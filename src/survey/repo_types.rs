use serde::{Deserialize, Serialize};
use sqlx::FromRow;
use time::OffsetDateTime;

use crate::auth::repo_types::UserId;

pub type ResponseId = i64;

/// Row of `survey_responses`, without its interests.
#[derive(Debug, FromRow)]
pub struct SurveyResponseRow {
    pub id: ResponseId,
    pub user_id: UserId,
    pub name: String,
    pub age: String,
    pub gender: String,
    pub comments: String,
    pub created_at: OffsetDateTime,
}

/// A stored survey response with its interests in submission order.
#[derive(Debug, Clone, Serialize, Deserialize, PartialEq, Eq)]
pub struct SurveyResponse {
    pub id: ResponseId,
    pub user_id: UserId,
    pub name: String,
    pub age: String, // raw form text, never coerced
    pub gender: String,
    pub interests: Vec<String>,
    pub comments: String,
    #[serde(with = "time::serde::rfc3339")]
    pub created_at: OffsetDateTime,
}

impl SurveyResponse {
    pub fn from_row(r: SurveyResponseRow, interests: Vec<String>) -> Self {
        Self {
            id: r.id,
            user_id: r.user_id,
            name: r.name,
            age: r.age,
            gender: r.gender,
            interests,
            comments: r.comments,
            created_at: r.created_at,
        }
    }

    /// Display form of the interests: `"sports, music"`.
    pub fn interests_joined(&self) -> String {
        self.interests.join(", ")
    }
}

/// Values of one submission.
#[derive(Debug, Clone, Default, PartialEq, Eq)]
pub struct NewSurveyResponse {
    pub name: String,
    pub age: String,
    pub gender: String,
    pub interests: Vec<String>,
    pub comments: String,
}

/// Partial update applied by the admin gateway; `None` leaves a column alone.
#[derive(Debug, Clone, Default, Deserialize)]
pub struct SurveyResponsePatch {
    pub user_id: Option<UserId>,
    pub name: Option<String>,
    pub age: Option<String>,
    pub gender: Option<String>,
    pub interests: Option<Vec<String>>,
    pub comments: Option<String>,
}
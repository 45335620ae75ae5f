use axum::{extract::FromRef, response::Redirect};
use axum_extra::extract::cookie::{Cookie, CookieJar, SameSite};
use sqlx::{FromRow, SqlitePool};
use time::{Duration, OffsetDateTime};
use tracing::debug;
use uuid::Uuid;

use crate::{auth::repo_types::UserId, error::AppError, state::AppState};

pub const SESSION_COOKIE: &str = "survey_session";

/// Server-side session. `user_id` is `None` for an anonymous visitor that only
/// carries a flash notice.
#[derive(Debug, Clone, FromRow)]
pub struct SessionRow {
    pub id: Uuid,
    pub user_id: Option<UserId>,
    pub expires_at: i64,
}

#[derive(Clone)]
pub struct SessionRepo {
    db: SqlitePool,
    ttl: Duration,
    cookie_secure: bool,
}

impl FromRef<AppState> for SessionRepo {
    fn from_ref(state: &AppState) -> Self {
        let cfg = &state.config.session;
        Self {
            db: state.db.clone(),
            ttl: Duration::minutes(cfg.ttl_minutes),
            cookie_secure: cfg.cookie_secure,
        }
    }
}

impl SessionRepo {
    pub fn new(db: SqlitePool) -> Self {
        Self {
            db,
            ttl: Duration::days(14),
            cookie_secure: false,
        }
    }

    #[cfg(test)]
    pub fn with_ttl(mut self, ttl: Duration) -> Self {
        self.ttl = ttl;
        self
    }

    /// Open a new session. `previous` is destroyed first so a login always
    /// rotates the session id.
    pub async fn start(&self, user_id: Option<UserId>, previous: Option<Uuid>) -> Result<Uuid, AppError> {
        let mut tx = self.db.begin().await?;
        if let Some(old) = previous {
            sqlx::query("DELETE FROM sessions WHERE id = ?")
                .bind(old)
                .execute(&mut *tx)
                .await?;
        }
        let id = Uuid::new_v4();
        let expires_at = (OffsetDateTime::now_utc() + self.ttl).unix_timestamp();
        sqlx::query("INSERT INTO sessions (id, user_id, flash, expires_at) VALUES (?, ?, NULL, ?)")
            .bind(id)
            .bind(user_id)
            .bind(expires_at)
            .execute(&mut *tx)
            .await?;
        tx.commit().await?;
        debug!(session_id = %id, ?user_id, "session started");
        Ok(id)
    }

    /// Live session by id; expired rows are removed and reported as absent.
    pub async fn load(&self, id: Uuid) -> Result<Option<SessionRow>, AppError> {
        let row = sqlx::query_as::<_, SessionRow>(
            "SELECT id, user_id, expires_at FROM sessions WHERE id = ?",
        )
        .bind(id)
        .fetch_optional(&self.db)
        .await?;

        match row {
            Some(s) if s.expires_at <= OffsetDateTime::now_utc().unix_timestamp() => {
                self.destroy(id).await?;
                Ok(None)
            }
            other => Ok(other),
        }
    }

    pub async fn destroy(&self, id: Uuid) -> Result<(), AppError> {
        sqlx::query("DELETE FROM sessions WHERE id = ?")
            .bind(id)
            .execute(&self.db)
            .await?;
        Ok(())
    }

    /// Queue a one-shot notice for the client's next page. Opens an anonymous
    /// session when the client has none; returns the id to put in the cookie.
    pub async fn flash(&self, current: Option<Uuid>, message: &str) -> Result<Uuid, AppError> {
        if let Some(id) = current {
            let res = sqlx::query("UPDATE sessions SET flash = ? WHERE id = ?")
                .bind(message)
                .bind(id)
                .execute(&self.db)
                .await?;
            if res.rows_affected() > 0 {
                return Ok(id);
            }
        }
        let id = self.start(None, None).await?;
        sqlx::query("UPDATE sessions SET flash = ? WHERE id = ?")
            .bind(message)
            .bind(id)
            .execute(&self.db)
            .await?;
        Ok(id)
    }

    /// Read and clear the pending notice.
    pub async fn take_flash(&self, id: Uuid) -> Result<Option<String>, AppError> {
        let mut tx = self.db.begin().await?;
        let flash: Option<(Option<String>,)> =
            sqlx::query_as("SELECT flash FROM sessions WHERE id = ?")
                .bind(id)
                .fetch_optional(&mut *tx)
                .await?;
        let Some((Some(message),)) = flash else {
            return Ok(None);
        };
        sqlx::query("UPDATE sessions SET flash = NULL WHERE id = ?")
            .bind(id)
            .execute(&mut *tx)
            .await?;
        tx.commit().await?;
        Ok(Some(message))
    }

    pub async fn purge_expired(&self) -> Result<u64, AppError> {
        let res = sqlx::query("DELETE FROM sessions WHERE expires_at <= ?")
            .bind(OffsetDateTime::now_utc().unix_timestamp())
            .execute(&self.db)
            .await?;
        Ok(res.rows_affected())
    }

    /// Cookie carrying `id` back to the client.
    pub fn cookie(&self, id: Uuid) -> Cookie<'static> {
        Cookie::build((SESSION_COOKIE, id.to_string()))
            .path("/")
            .http_only(true)
            .same_site(SameSite::Lax)
            .secure(self.cookie_secure)
            .max_age(self.ttl)
            .build()
    }

    /// Flash `message` and send the client to `to`.
    pub async fn redirect_with_flash(
        &self,
        jar: CookieJar,
        current: Option<Uuid>,
        message: &str,
        to: &str,
    ) -> Result<(CookieJar, Redirect), AppError> {
        let id = self.flash(current, message).await?;
        Ok((jar.add(self.cookie(id)), Redirect::to(to)))
    }
}

pub fn removal_cookie() -> Cookie<'static> {
    Cookie::build(SESSION_COOKIE).path("/").build()
}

-.-.-

Task goal: Copy the material above so that it matches line for line.

Exercise response:
filename src/survey/repo_types.rs
use serde::{Deserialize, Serialize};
use sqlx::FromRow;
use time::OffsetDateTime;

use crate::auth::repo_types::UserId;

pub type ResponseId = i64;

/// Row of `survey_responses`, without its interests.
#[derive(Debug, FromRow)]
pub struct SurveyResponseRow {
    pub id: ResponseId,
    pub user_id: UserId,
    pub name: String,
    pub age: String,
    pub gender: String,
    pub comments: String,
    pub created_at: OffsetDateTime,
}

/// A stored survey response with its interests in submission order.
#[derive(Debug, Clone, Serialize, Deserialize, PartialEq, Eq)]
pub struct SurveyResponse {
    pub id: ResponseId,
    pub user_id: UserId,
    pub name: String,
    pub age: String, // raw form text, never coerced
    pub gender: String,
    pub interests: Vec<String>,
    pub comments: String,
    #[serde(with = "time::serde::rfc3339")]
    pub created_at: OffsetDateTime,
}

impl SurveyResponse {
    pub fn from_row(r: SurveyResponseRow, interests: Vec<String>) -> Self {
        Self {
            id: r.id,
            user_id: r.user_id,
            name: r.name,
            age: r.age,
            gender: r.gender,
            interests,
            comments: r.comments,
            created_at: r.created_at,
        }
    }

    /// Display form of the interests: `"sports, music"`.
    pub fn interests_joined(&self) -> String {
        self.interests.join(", ")
    }
}

/// Values of one submission.
#[derive(Debug, Clone, Default, PartialEq, Eq)]
pub struct NewSurveyResponse {
    pub name: String,
    pub age: String,
    pub gender: String,
    pub interests: Vec<String>,
    pub comments: String,
}

/// Partial update applied by the admin gateway; `None` leaves a column alone.
#[derive(Debug, Clone, Default, Deserialize)]
pub struct SurveyResponsePatch {
    pub user_id: Option<UserId>,
    pub name: Option<String>,
    pub age: Option<String>,
    pub gender: Option<String>,
    pub interests: Option<Vec<String>>,
    pub comments: Option<String>,
}
repository 45335620ae75ae5f
use axum::{extract::FromRef, response::Redirect};
use axum_extra::extract::cookie::{Cookie, CookieJar, SameSite};
use sqlx::{FromRow, SqlitePool};
use time::{Duration, OffsetDateTime};
use tracing::debug;
use uuid::Uuid;

use crate::{auth::repo_types::UserId, error::AppError, state::AppState};

pub const SESSION_COOKIE: &str = "survey_session";

/// Server-side session. `user_id` is `None` for an anonymous visitor that only
/// carries a flash notice.
#[derive(Debug, Clone, FromRow)]
pub struct SessionRow {
    pub id: Uuid,
    pub user_id: Option<UserId>,
    pub expires_at: i64,
}

#[derive(Clone)]
pub struct SessionRepo {
    db: SqlitePool,
    ttl: Duration,
    cookie_secure: bool,
}

impl FromRef<AppState> for SessionRepo {
    fn from_ref(state: &AppState) -> Self {
        let cfg = &state.config.session;
        Self {
            db: state.db.clone(),
            ttl: Duration::minutes(cfg.ttl_minutes),
            cookie_secure: cfg.cookie_secure,
        }
    }
}

impl SessionRepo {
    pub fn new(db: SqlitePool) -> Self {
        Self {
            db,
            ttl: Duration::days(14),
            cookie_secure: false,
        }
    }

    #[cfg(test)]
    pub fn with_ttl(mut self, ttl: Duration) -> Self {
        self.ttl = ttl;
        self
    }

    /// Open a new session. `previous` is destroyed first so a login always
    /// rotates the session id.
    pub async fn start(&self, user_id: Option<UserId>, previous: Option<Uuid>) -> Result<Uuid, AppError> {
        let mut tx = self.db.begin().await?;
        if let Some(old) = previous {
            sqlx::query("DELETE FROM sessions WHERE id = ?")
                .bind(old)
                .execute(&mut *tx)
                .await?;
        }
        let id = Uuid::new_v4();
        let expires_at = (OffsetDateTime::now_utc() + self.ttl).unix_timestamp();
        sqlx::query("INSERT INTO sessions (id, user_id, flash, expires_at) VALUES (?, ?, NULL, ?)")
            .bind(id)
            .bind(user_id)
            .bind(expires_at)
            .execute(&mut *tx)
            .await?;
        tx.commit().await?;
        debug!(session_id = %id, ?user_id, "session started");
        Ok(id)
    }

    /// Live session by id; expired rows are removed and reported as absent.
    pub async fn load(&self, id: Uuid) -> Result<Option<SessionRow>, AppError> {
        let row = sqlx::query_as::<_, SessionRow>(
            "SELECT id, user_id, expires_at FROM sessions WHERE id = ?",
        )
        .bind(id)
        .fetch_optional(&self.db)
        .await?;

        match row {
            Some(s) if s.expires_at <= OffsetDateTime::now_utc().unix_timestamp() => {
                self.destroy(id).await?;
                Ok(None)
            }
            other => Ok(other),
        }
    }

    pub async fn destroy(&self, id: Uuid) -> Result<(), AppError> {
        sqlx::query("DELETE FROM sessions WHERE id = ?")
            .bind(id)
            .execute(&self.db)
            .await?;
        Ok(())
    }

    /// Queue a one-shot notice for the client's next page. Opens an anonymous
    /// session when the client has none; returns the id to put in the cookie.
    pub async fn flash(&self, current: Option<Uuid>, message: &str) -> Result<Uuid, AppError> {
        if let Some(id) = current {
            let res = sqlx::query("UPDATE sessions SET flash = ? WHERE id = ?")
                .bind(message)
                .bind(id)
                .execute(&self.db)
                .await?;
            if res.rows_affected() > 0 {
                return Ok(id);
            }
        }
        let id = self.start(None, None).await?;
        sqlx::query("UPDATE sessions SET flash = ? WHERE id = ?")
            .bind(message)
            .bind(id)
            .execute(&self.db)
            .await?;
        Ok(id)
    }

    /// Read and clear the pending notice.
    pub async fn take_flash(&self, id: Uuid) -> Result<Option<String>, AppError> {
        let mut tx = self.db.begin().await?;
        let flash: Option<(Option<String>,)> =
            sqlx::query_as("SELECT flash FROM sessions WHERE id = ?")
                .bind(id)
                .fetch_optional(&mut *tx)
                .await?;
        let Some((Some(message),)) = flash else {
            return Ok(None);
        };
        sqlx::query("UPDATE sessions SET flash = NULL WHERE id = ?")
            .bind(id)
            .execute(&mut *tx)
            .await?;
        tx.commit().await?;
        Ok(Some(message))
    }

    pub async fn purge_expired(&self) -> Result<u64, AppError> {
        let res = sqlx::query("DELETE FROM sessions WHERE expires_at <= ?")
            .bind(OffsetDateTime::now_utc().unix_timestamp())
            .execute(&self.db)
            .await?;
        Ok(res.rows_affected())
    }

    /// Cookie carrying `id` back to the client.
    pub fn cookie(&self, id: Uuid) -> Cookie<'static> {
        Cookie::build((SESSION_COOKIE, id.to_string()))
            .path("/")
            .http_only(true)
            .same_site(SameSite::Lax)
            .secure(self.cookie_secure)
            .max_age(self.ttl)
            .build()
    }

    /// Flash `message` and send the client to `to`.
    pub async fn redirect_with_flash(
        &self,
        jar: CookieJar,
        current: Option<Uuid>,
        message: &str,
        to: &str,
    ) -> Result<(CookieJar, Redirect), AppError> {
        let id = self.flash(current, message).await?;
        Ok((jar.add(self.cookie(id)), Redirect::to(to)))
    }
}

pub fn removal_cookie() -> Cookie<'static> {
    Cookie::build(SESSION_COOKIE).path("/").build()
}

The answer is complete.